START Listed records
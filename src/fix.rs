use std::fmt;

use chrono::{DateTime, FixedOffset, NaiveDate};

use crate::sentence::SentenceType;

/// One decoded GPS observation.
#[derive(Debug, Clone, PartialEq)]
pub struct Fix {
    /// Sentence kind the fix came from (`Gga` or `Rmc`).
    pub sentence: SentenceType,
    /// Latitude in decimal degrees (negative = South), six decimal places.
    pub latitude: f64,
    /// Longitude in decimal degrees (negative = West), six decimal places.
    pub longitude: f64,
    /// Altitude in meters. GGA only.
    pub altitude: Option<f64>,
    /// Speed over ground in km/h. RMC only.
    pub speed_kmh: Option<f64>,
    /// Local time of day, offset-adjusted. `None` when the time field was too short.
    pub time: Option<DateTime<FixedOffset>>,
    /// UTC calendar date. RMC only; `None` when the date field was too short.
    pub date: Option<NaiveDate>,
    /// GGA fixes with coordinates are always valid; RMC follows its status field.
    pub valid: bool,
}

/// A GGA/RMC sentence whose coordinate fields were empty or malformed,
/// which is what a receiver without a satellite lock sends.
#[derive(Debug, Clone, PartialEq, Eq)]
pub struct NoSignal {
    pub sentence: SentenceType,
    pub raw_latitude: String,
    pub raw_longitude: String,
    /// Altitude field as received. GGA only.
    pub raw_altitude: Option<String>,
}

pub(crate) fn format_time(time: Option<&DateTime<FixedOffset>>) -> String {
    match time {
        Some(t) => t.format("%H시 %M분 %S초").to_string(),
        None => "알 수 없는 시간".to_string(),
    }
}

pub(crate) fn format_date(date: Option<&NaiveDate>) -> String {
    match date {
        Some(d) => d.format("%Y년 %m월 %d일").to_string(),
        None => "알 수 없는 날짜".to_string(),
    }
}

impl fmt::Display for Fix {
    fn fmt(&self, f: &mut fmt::Formatter<'_>) -> fmt::Result {
        let time = format_time(self.time.as_ref());
        match self.sentence {
            SentenceType::Rmc => {
                let speed = match self.speed_kmh {
                    Some(s) => format!("{s:.2}"),
                    None => "-".to_string(),
                };
                let status = if self.valid { "유효" } else { "유효하지 않음" };
                write!(
                    f,
                    "{} {time}에 위치는 위도 {:.6}°, 경도 {:.6}°이며, 속도는 {speed} km/h입니다. GPS 신호 상태: {status}",
                    format_date(self.date.as_ref()),
                    self.latitude,
                    self.longitude,
                )
            }
            _ => {
                let altitude = match self.altitude {
                    Some(a) => format!("{a}"),
                    None => "-".to_string(),
                };
                write!(
                    f,
                    "{time}에 위도 {:.6}°, 경도 {:.6}°에서 고도는 {altitude} 미터입니다.",
                    self.latitude, self.longitude,
                )
            }
        }
    }
}

impl fmt::Display for NoSignal {
    fn fmt(&self, f: &mut fmt::Formatter<'_>) -> fmt::Result {
        write!(
            f,
            "유효하지 않은 위치 데이터입니다. GPS 신호 없음 ({}: 위도 '{}', 경도 '{}'",
            self.sentence, self.raw_latitude, self.raw_longitude
        )?;
        if let Some(alt) = &self.raw_altitude {
            write!(f, ", 고도 '{alt}'")?;
        }
        write!(f, ")")
    }
}
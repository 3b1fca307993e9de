//! Image processing, pure Rust.
//!
//! | Operation | Crate / function |
//! |---|---|
//! | **Identify** | `image::ImageReader::into_dimensions`, `image::image_dimensions` |
//! | **Thumbnail** | `resize_exact` (Lanczos3, never enlarging) + PNG/JPEG/… encoders |
//! | **Blend** | per-pixel Porter-Duff and separable blend modes |
//!
//! The module is split into:
//! - **Calculations**: Pure functions for dimension math (unit testable)
//! - **Parameters**: Data structures describing image operations
//! - **Backend**: [`ImageBackend`] trait + [`RustBackend`]
//! - **Operations**: High-level functions combining calculations + backend

pub mod backend;
mod blend;
mod calculations;
pub mod operations;
mod params;
pub mod rust_backend;

pub use backend::{BackendError, Dimensions, EncodedImage, ImageBackend};
pub use calculations::{clamp_to_original, merge_dimensions, scale_by_percentage};
pub use operations::{Probe, blend_images, create_thumbnail, get_dimensions, resolve_dimensions};
pub use params::{BlendMode, PngOptions, ThumbnailParams};
pub use rust_backend::RustBackend;
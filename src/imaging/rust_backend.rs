//! Pure Rust image processing backend.
//!
//! Everything is statically linked into the binary.
//!
//! ## Crate mapping
//!
//! | Operation | Crate / function |
//! |---|---|
//! | Probe (bytes) | `image::ImageReader::into_dimensions` (header only) |
//! | Probe (path) | `image::image_dimensions` |
//! | Decode (JPEG, PNG, TIFF, WebP, GIF, BMP) | `image` crate (pure Rust decoders) |
//! | Resize | `image::DynamicImage::resize_exact` with `Lanczos3` filter |
//! | Encode → PNG | `image::codecs::png::PngEncoder` with mapped compression/filter |
//! | Encode → JPEG | `image::codecs::jpeg::JpegEncoder` (quality 80) |
//! | Composite | [`blend`](super::blend) per-pixel operators |

use super::backend::{BackendError, Dimensions, EncodedImage, ImageBackend};
use super::blend;
use super::calculations::clamp_to_original;
use super::params::{BlendMode, PngOptions, ThumbnailParams};
use image::codecs::jpeg::JpegEncoder;
use image::codecs::png::{CompressionType, FilterType as PngFilterType, PngEncoder};
use image::imageops::FilterType;
use image::{DynamicImage, ImageFormat, ImageReader};
use std::io::Cursor;
use std::path::Path;

/// Quality used when a JPEG input is re-encoded as JPEG.
const JPEG_QUALITY: u8 = 80;

/// Formats this backend can write back out when `force` is off.
const PASSTHROUGH_FORMATS: &[ImageFormat] = &[
    ImageFormat::Png,
    ImageFormat::Jpeg,
    ImageFormat::Gif,
    ImageFormat::Bmp,
    ImageFormat::Tiff,
    ImageFormat::WebP,
];

/// Pure Rust backend using the `image` crate ecosystem.
///
/// See the [module docs](self) for the crate-to-operation mapping.
pub struct RustBackend;

impl RustBackend {
    pub fn new() -> Self {
        Self
    }
}

impl Default for RustBackend {
    fn default() -> Self {
        Self::new()
    }
}

fn reader(bytes: &[u8]) -> Result<ImageReader<Cursor<&[u8]>>, BackendError> {
    ImageReader::new(Cursor::new(bytes))
        .with_guessed_format()
        .map_err(BackendError::Io)
}

/// Decode encoded bytes, remembering the container format they came in.
fn decode(bytes: &[u8]) -> Result<(DynamicImage, Option<ImageFormat>), BackendError> {
    let reader = reader(bytes)?;
    let format = reader.format();
    let img = reader
        .decode()
        .map_err(|e| BackendError::ProcessingFailed(format!("Failed to decode image: {e}")))?;
    Ok((img, format))
}

/// Pick the output container: PNG when forced or when the input can't be written back.
fn output_format(input: Option<ImageFormat>, png: &PngOptions) -> ImageFormat {
    match input {
        Some(format) if !png.force && PASSTHROUGH_FORMATS.contains(&format) => format,
        _ => ImageFormat::Png,
    }
}

/// Map a 0–9 zlib level onto the encoder's presets.
fn compression_type(level: u8) -> CompressionType {
    match level {
        0..=3 => CompressionType::Fast,
        4..=6 => CompressionType::Default,
        _ => CompressionType::Best,
    }
}

/// Float images have no PNG/JPEG representation; narrow them to 8-bit.
fn encodable(img: DynamicImage) -> DynamicImage {
    match img {
        DynamicImage::ImageRgb32F(_) | DynamicImage::ImageRgba32F(_) => {
            DynamicImage::ImageRgba8(img.to_rgba8())
        }
        other => other,
    }
}

fn encode(img: DynamicImage, format: ImageFormat, png: &PngOptions) -> Result<Vec<u8>, BackendError> {
    let mut buf = Vec::new();
    match format {
        ImageFormat::Png => {
            let encoder = PngEncoder::new_with_quality(
                &mut buf,
                compression_type(png.compression_level),
                if png.adaptive_filtering {
                    PngFilterType::Adaptive
                } else {
                    PngFilterType::NoFilter
                },
            );
            encodable(img)
                .write_with_encoder(encoder)
                .map_err(|e| BackendError::ProcessingFailed(format!("PNG encode failed: {e}")))?;
        }
        ImageFormat::Jpeg => {
            // JPEG has no alpha channel
            let rgb = DynamicImage::ImageRgb8(img.to_rgb8());
            let encoder = JpegEncoder::new_with_quality(&mut buf, JPEG_QUALITY);
            rgb.write_with_encoder(encoder)
                .map_err(|e| BackendError::ProcessingFailed(format!("JPEG encode failed: {e}")))?;
        }
        other => {
            encodable(img)
                .write_to(&mut Cursor::new(&mut buf), other)
                .map_err(|e| {
                    BackendError::ProcessingFailed(format!("{other:?} encode failed: {e}"))
                })?;
        }
    }
    Ok(buf)
}

impl ImageBackend for RustBackend {
    fn identify(&self, bytes: &[u8]) -> Result<Dimensions, BackendError> {
        let (width, height) = reader(bytes)?.into_dimensions().map_err(|e| {
            BackendError::ProcessingFailed(format!("Failed to read dimensions: {e}"))
        })?;
        Ok(Dimensions { width, height })
    }

    fn identify_path(&self, path: &Path) -> Result<Dimensions, BackendError> {
        let (width, height) = image::image_dimensions(path).map_err(|e| {
            BackendError::ProcessingFailed(format!(
                "Failed to read dimensions of {}: {e}",
                path.display()
            ))
        })?;
        Ok(Dimensions { width, height })
    }

    /// TIFF-family files are probed through the file, not the loaded bytes.
    fn prefers_path_probe(&self, path: &Path) -> bool {
        matches!(ImageFormat::from_path(path), Ok(ImageFormat::Tiff))
    }

    fn thumbnail(
        &self,
        bytes: &[u8],
        params: &ThumbnailParams,
    ) -> Result<EncodedImage, BackendError> {
        let (img, input_format) = decode(bytes)?;

        let original = (img.width(), img.height());
        let (width, height) = clamp_to_original((params.width, params.height), original);
        let resized = if (width, height) == original {
            img
        } else {
            img.resize_exact(width, height, FilterType::Lanczos3)
        };

        let format = output_format(input_format, &params.png);
        let bytes = encode(resized, format, &params.png)?;
        Ok(EncodedImage {
            bytes,
            format,
            width,
            height,
        })
    }

    fn composite(
        &self,
        base: &[u8],
        overlay: &[u8],
        mode: BlendMode,
    ) -> Result<EncodedImage, BackendError> {
        let mut canvas = decode(base)?.0.to_rgba8();
        let overlay = decode(overlay)?.0.to_rgba8();

        if overlay.width() > canvas.width() || overlay.height() > canvas.height() {
            return Err(BackendError::ProcessingFailed(format!(
                "Overlay {}x{} must not exceed base image {}x{}",
                overlay.width(),
                overlay.height(),
                canvas.width(),
                canvas.height()
            )));
        }

        // Centred, matching the default gravity of most compositors
        let x = (canvas.width() - overlay.width()) / 2;
        let y = (canvas.height() - overlay.height()) / 2;
        blend::composite(&mut canvas, &overlay, x, y, mode);

        let (width, height) = canvas.dimensions();
        let bytes = encode(
            DynamicImage::ImageRgba8(canvas),
            ImageFormat::Png,
            &PngOptions::forced(),
        )?;
        Ok(EncodedImage {
            bytes,
            format: ImageFormat::Png,
            width,
            height,
        })
    }
}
END Listed records
Problem description:
Find and copy each line above that includes the string "else".

Answer to this problem:
                let status = if self.valid { "유효" } else { "유효하지 않음" };
                } else {
        } else {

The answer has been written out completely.